After the generators sat in storage for five years, the agency
contracted with Black & Veatch to finally install them; now the
agency hopes to get the facility running this month. Meanwhile, the
Corps of Engineers contracted for a 10-megawatt facility on the same
site last July; it went into full operation on Dec. 2.

Why have two American agencies planned two different diesel-generating
facilities in the same location, but with different transformers,
switches, contractors and manufacturers? That's a good question - one of
many I couldn't get a sensible answer to in the three weeks I spent in
Afghanistan reporting for my magazine on the projects.

Now U.S.A.I.D. is about to start its five-year initiative to rebuild,
improve, expand and tie together Afghanistan's decrepit electrical
networks into a single modern grid. It's an excellent idea, but the
agency and the Afghan national utility are not up to the challenge.

In an annex to a U.S.A.I.D. report, dated March 5 and given to me in
Afghanistan, the agency outlines a nine-part mechanism for contracting
and financing the many projects. It indicates its intention to put the
national utility in overall charge, with the agency as a sort of
supervisor and intermediary with the Afghan Finance Ministry. Just last
week at a briefing in Washington, the utility's chief executive officer,
Abdul Razique Samadi, enthusiastically looked forward to getting to
work on the project.

According to the March 5 outline of the project, the utility would
control $906 million to be issued over five years - most of the budget.
But that makes no sense. The utility has no experience with large-scale
international contracting work, and most of its existing grids are
ancient. No technical specialist outside of U.S.A.I.D. with whom I spoke
in Afghanistan thinks the utility can direct and monitor the work of
perhaps dozens of Western contractors and subcontractors. "It's almost
like we're setting them up for failure," one development official told
me.

Why is U.S.A.I.D. pushing this scheme?

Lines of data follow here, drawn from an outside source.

//! Read-only configuration document with dot-path access.

use std::collections::BTreeMap;
use std::io::Read;
use std::path::Path;
use std::str::FromStr;
use std::time::Duration;

use serde::de::DeserializeOwned;
use serde_json::Value;

use crate::error::{ConfigError, ConfigResult};

/// A JSON configuration document, or a node inside one.
///
/// Paths use dots between segments; numeric segments index into arrays, so
/// `resources.db.hosts.0` is the first entry of the `hosts` array.
#[derive(Debug, Clone, Default, PartialEq)]
pub struct Configuration {
    value: Value,
}

impl Configuration {
    /// Wrap an already parsed value.
    #[must_use]
    pub fn new(value: Value) -> Self {
        Self { value }
    }

    /// Parse a JSON document from bytes.
    pub fn from_slice(bytes: &[u8]) -> ConfigResult<Self> {
        serde_json::from_slice(bytes)
            .map(Self::new)
            .map_err(|source| ConfigError::Parse {
                origin: "bytes".to_string(),
                source,
            })
    }

    /// Parse a JSON document from a reader.
    pub fn from_reader(reader: impl Read) -> ConfigResult<Self> {
        serde_json::from_reader(reader)
            .map(Self::new)
            .map_err(|source| ConfigError::Parse {
                origin: "reader".to_string(),
                source,
            })
    }

    /// Read and parse a JSON file.
    pub async fn from_path(path: impl AsRef<Path>) -> ConfigResult<Self> {
        let path = path.as_ref();
        let bytes = tokio::fs::read(path)
            .await
            .map_err(|source| ConfigError::Io {
                path: path.to_path_buf(),
                source,
            })?;
        serde_json::from_slice(&bytes)
            .map(Self::new)
            .map_err(|source| ConfigError::Parse {
                origin: path.display().to_string(),
                source,
            })
    }

    /// The underlying JSON value.
    #[must_use]
    pub fn value(&self) -> &Value {
        &self.value
    }

    /// Consume into the underlying JSON value.
    #[must_use]
    pub fn into_value(self) -> Value {
        self.value
    }

    // -----------------------------------------------------------------------
    // Path access
    // -----------------------------------------------------------------------

    /// The node at `path`, if any. An empty path is the whole document.
    #[must_use]
    pub fn get(&self, path: &str) -> Option<Configuration> {
        self.lookup(path).ok().cloned().map(Self::new)
    }

    /// Whether anything exists at `path`.
    #[must_use]
    pub fn exists(&self, path: &str) -> bool {
        self.lookup(path).is_ok()
    }

    /// Deserialize the node at `path` into `T`.
    pub fn scan<T: DeserializeOwned>(&self, path: &str) -> ConfigResult<T> {
        let value = self.lookup(path)?;
        T::deserialize(value).map_err(|e| {
            ConfigError::type_error(e.to_string(), path, std::any::type_name::<T>())
        })
    }

    /// Deserialize the node at `path`, or return `default` when it is absent
    /// or has the wrong shape.
    pub fn scan_or<T: DeserializeOwned>(&self, path: &str, default: T) -> T {
        self.scan(path).unwrap_or(default)
    }

    /// String at `path`, or `default`.
    #[must_use]
    pub fn string_or(&self, path: &str, default: &str) -> String {
        self.get(path)
            .and_then(|node| node.as_string())
            .unwrap_or_else(|| default.to_string())
    }

    /// Integer at `path`, or `default`.
    #[must_use]
    pub fn i64_or(&self, path: &str, default: i64) -> i64 {
        self.get(path).and_then(|node| node.as_i64()).unwrap_or(default)
    }

    /// Float at `path`, or `default`.
    #[must_use]
    pub fn f64_or(&self, path: &str, default: f64) -> f64 {
        self.get(path).and_then(|node| node.as_f64()).unwrap_or(default)
    }

    /// Boolean at `path`, or `default`.
    #[must_use]
    pub fn bool_or(&self, path: &str, default: bool) -> bool {
        self.get(path).and_then(|node| node.as_bool()).unwrap_or(default)
    }

    /// Duration at `path`, or `default`.
    #[must_use]
    pub fn duration_or(&self, path: &str, default: Duration) -> Duration {
        self.get(path)
            .and_then(|node| node.as_duration())
            .unwrap_or(default)
    }

    // -----------------------------------------------------------------------
    // Typed views of this node
    // -----------------------------------------------------------------------

    /// Borrow a string node.
    #[must_use]
    pub fn as_str(&self) -> Option<&str> {
        self.value.as_str()
    }

    /// Render a scalar node as a string. Null, arrays and objects give `None`.
    #[must_use]
    pub fn as_string(&self) -> Option<String> {
        scalar_string(&self.value)
    }

    /// Integer node, or a string holding one.
    #[must_use]
    pub fn as_i64(&self) -> Option<i64> {
        match &self.value {
            Value::Number(n) => n.as_i64(),
            Value::String(s) => s.trim().parse().ok(),
            _ => None,
        }
    }

    /// Numeric node, or a string holding one.
    #[must_use]
    pub fn as_f64(&self) -> Option<f64> {
        match &self.value {
            Value::Number(n) => n.as_f64(),
            Value::String(s) => s.trim().parse().ok(),
            _ => None,
        }
    }

    /// Boolean node, or the strings `"true"` and `"false"`.
    #[must_use]
    pub fn as_bool(&self) -> Option<bool> {
        match &self.value {
            Value::Bool(b) => Some(*b),
            Value::String(s) => s.trim().parse().ok(),
            _ => None,
        }
    }

    /// Duration written in humantime syntax, e.g. `"1m30s"` or `"250ms"`.
    #[must_use]
    pub fn as_duration(&self) -> Option<Duration> {
        humantime::parse_duration(self.value.as_str()?.trim()).ok()
    }

    /// Object node as a map of child nodes.
    #[must_use]
    pub fn as_map(&self) -> Option<BTreeMap<String, Configuration>> {
        let object = self.value.as_object()?;
        Some(
            object
                .iter()
                .map(|(key, value)| (key.clone(), Self::new(value.clone())))
                .collect(),
        )
    }

    /// Array node as a list of child nodes.
    #[must_use]
    pub fn as_array(&self) -> Option<Vec<Configuration>> {
        let array = self.value.as_array()?;
        Some(array.iter().cloned().map(Self::new).collect())
    }

    /// Object node as query pairs, e.g. driver parameters.
    ///
    /// Scalar values are rendered as strings; empty strings, nulls and nested
    /// values are skipped.
    #[must_use]
    pub fn as_query_pairs(&self) -> Option<Vec<(String, String)>> {
        let object = self.value.as_object()?;
        Some(
            object
                .iter()
                .filter_map(|(key, value)| {
                    let rendered = scalar_string(value)?;
                    (!rendered.is_empty()).then(|| (key.clone(), rendered))
                })
                .collect(),
        )
    }

    /// Walk `path` segment by segment without copying.
    fn lookup(&self, path: &str) -> ConfigResult<&Value> {
        if path.is_empty() {
            return Ok(&self.value);
        }

        let mut current = &self.value;
        for part in path.split('.') {
            current = match current {
                Value::Object(obj) => obj.get(part).ok_or_else(|| {
                    ConfigError::path_error(format!("key '{part}' not found"), path)
                })?,
                Value::Array(arr) => {
                    let index: usize = part.parse().map_err(|_| {
                        ConfigError::path_error(format!("invalid array index '{part}'"), path)
                    })?;
                    arr.get(index).ok_or_else(|| {
                        ConfigError::path_error(
                            format!("array index {index} out of bounds (size: {})", arr.len()),
                            path,
                        )
                    })?
                }
                other => {
                    return Err(ConfigError::path_error(
                        format!("cannot index into {} with '{part}'", json_type_name(other)),
                        path,
                    ));
                }
            };
        }
        Ok(current)
    }
}

impl FromStr for Configuration {
    type Err = ConfigError;

    fn from_str(s: &str) -> ConfigResult<Self> {
        serde_json::from_str(s)
            .map(Self::new)
            .map_err(|source| ConfigError::Parse {
                origin: "string".to_string(),
                source,
            })
    }
}

impl From<Value> for Configuration {
    fn from(value: Value) -> Self {
        Self::new(value)
    }
}

fn scalar_string(value: &Value) -> Option<String> {
    match value {
        Value::String(s) => Some(s.clone()),
        Value::Number(n) => Some(n.to_string()),
        Value::Bool(b) => Some(b.to_string()),
        Value::Null | Value::Array(_) | Value::Object(_) => None,
    }
}

/// Human-readable type name for a JSON value
fn json_type_name(value: &Value) -> &'static str {
    match value {
        Value::Null => "null",
        Value::Bool(_) => "boolean",
        Value::Number(_) => "number",
        Value::String(_) => "string",
        Value::Array(_) => "array",
        Value::Object(_) => "object",
    }
}

#[cfg(test)]
mod tests {
    use super::*;
    use pretty_assertions::assert_eq;
    use rstest::rstest;
    use serde_json::json;

    fn sample() -> Configuration {
        Configuration::new(json!({
            "name": "app",
            "port": 8080,
            "ratio": "0.25",
            "debug": "true",
            "timeout": "1m30s",
            "hosts": ["a.local", "b.local"],
            "params": {"charset": "utf8", "empty": "", "retries": 3, "nested": {"x": 1}},
            "nothing": null
        }))
    }

    #[test]
    fn dot_paths_reach_nested_and_array_nodes() {
        let cfg = sample();
        assert_eq!(cfg.get("hosts.1").unwrap().as_str(), Some("b.local"));
        assert_eq!(cfg.get("params.nested.x").unwrap().as_i64(), Some(1));
        assert!(cfg.exists("nothing"));
        assert!(!cfg.exists("hosts.2"));
        assert!(!cfg.exists("name.first"));
        assert_eq!(cfg.get("").unwrap(), cfg);
    }

    #[test]
    fn scan_deserializes_and_reports_errors() {
        #[derive(serde::Deserialize, Debug, PartialEq)]
        struct Params {
            charset: String,
            retries: u32,
        }

        let cfg = sample();
        let params: Params = cfg.scan("params").unwrap();
        assert_eq!(
            params,
            Params {
                charset: "utf8".into(),
                retries: 3
            }
        );

        assert!(cfg.scan::<u16>("missing").unwrap_err().is_not_found());
        assert!(matches!(
            cfg.scan::<u16>("name"),
            Err(ConfigError::Type { .. })
        ));
        assert_eq!(cfg.scan_or("missing", 7u16), 7);
    }

    #[rstest]
    #[case("port", Some(8080))]
    #[case("ratio", None)]
    #[case("name", None)]
    #[case("missing", None)]
    fn integer_lookup(#[case] path: &str, #[case] expected: Option<i64>) {
        assert_eq!(sample().get(path).and_then(|c| c.as_i64()), expected);
    }

    #[test]
    fn scalars_are_read_from_strings() {
        let cfg = sample();
        assert_eq!(cfg.f64_or("ratio", 1.0), 0.25);
        assert!(cfg.bool_or("debug", false));
        assert_eq!(cfg.string_or("port", "0"), "8080");
        assert_eq!(cfg.duration_or("timeout", Duration::ZERO), Duration::from_secs(90));
        assert_eq!(cfg.i64_or("missing", -1), -1);
        assert_eq!(cfg.string_or("nothing", "fallback"), "fallback");
    }

    #[test]
    fn shorthands_fall_back_on_wrong_shape() {
        let cfg = sample();
        assert_eq!(cfg.i64_or("name", 5), 5);
        assert_eq!(cfg.f64_or("hosts", 2.5), 2.5);
        assert!(!cfg.bool_or("params", false));
        assert_eq!(cfg.duration_or("port", Duration::from_secs(3)), Duration::from_secs(3));
        assert_eq!(cfg.string_or("params", "none"), "none");
    }

    #[test]
    fn collections_and_query_pairs() {
        let cfg = sample();
        let hosts = cfg.get("hosts").unwrap().as_array().unwrap();
        assert_eq!(hosts.len(), 2);

        let params = cfg.get("params").unwrap();
        assert_eq!(params.as_map().unwrap().len(), 4);
        assert_eq!(
            params.as_query_pairs().unwrap(),
            vec![
                ("charset".to_string(), "utf8".to_string()),
                ("retries".to_string(), "3".to_string()),
            ]
        );
        assert!(cfg.get("name").unwrap().as_query_pairs().is_none());
    }

    #[test]
    fn parse_errors_carry_origin() {
        let err = "{ not json".parse::<Configuration>().unwrap_err();
        assert!(matches!(err, ConfigError::Parse { ref origin, .. } if origin == "string"));
        assert!(Configuration::from_slice(b"[1, 2]").is_ok());
        assert!(Configuration::from_reader(&b"{\"a\": 1}"[..]).is_ok());
    }
}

It is under intense pressure from
two sides: from its State Department overseers, who want to show
progress before the troop pullouts are well under way, and from
President Karzai, who wants more control over development funds and
activities. Giving the utility and the Afghan Finance Ministry control
of this project could satisfy both parties, at least on paper.

At its core, the problem isn't the utility's inadequacy; it is
U.S.A.I.D.'s. The agency has shown an inability to manage large
electrical projects. Its programs change with the policy goals of the
American administrations it serves, and it seems to lack officials in
Afghanistan who arrived with prior experience in electrical projects and
contracting.

What to do? Turn the projects over to the Army Corps of Engineers. It
has performed better than U.S.A.I.D. on electrical projects in
Afghanistan; it is less hobbled by politics; it has experienced
engineers. It's critical that this happen soon, because the Corps can
expect to be withdrawn with the rest of the Army, even if the timetable
isn't set.

Yes, a transfer of responsibility would upset the delicate war-zone
power balance between the State and Defense Departments. And the
military isn't supposed to do long-term development overseas. But weigh
those objections against the record: U.S.A.I.D.'s performance in
Afghanistan's electrical sector has been so poor for so long that we can
expect many millions of dollars to be wasted unless the administration
acts now to give a vast new project a better chance of succeeding before
only the aid agency is left in Afghanistan to struggle with the job.

Glenn Zorpette is the executive editor of I.E.E.E. Spectrum, the
magazine of the Institute of Electrical and Electronics Engineers.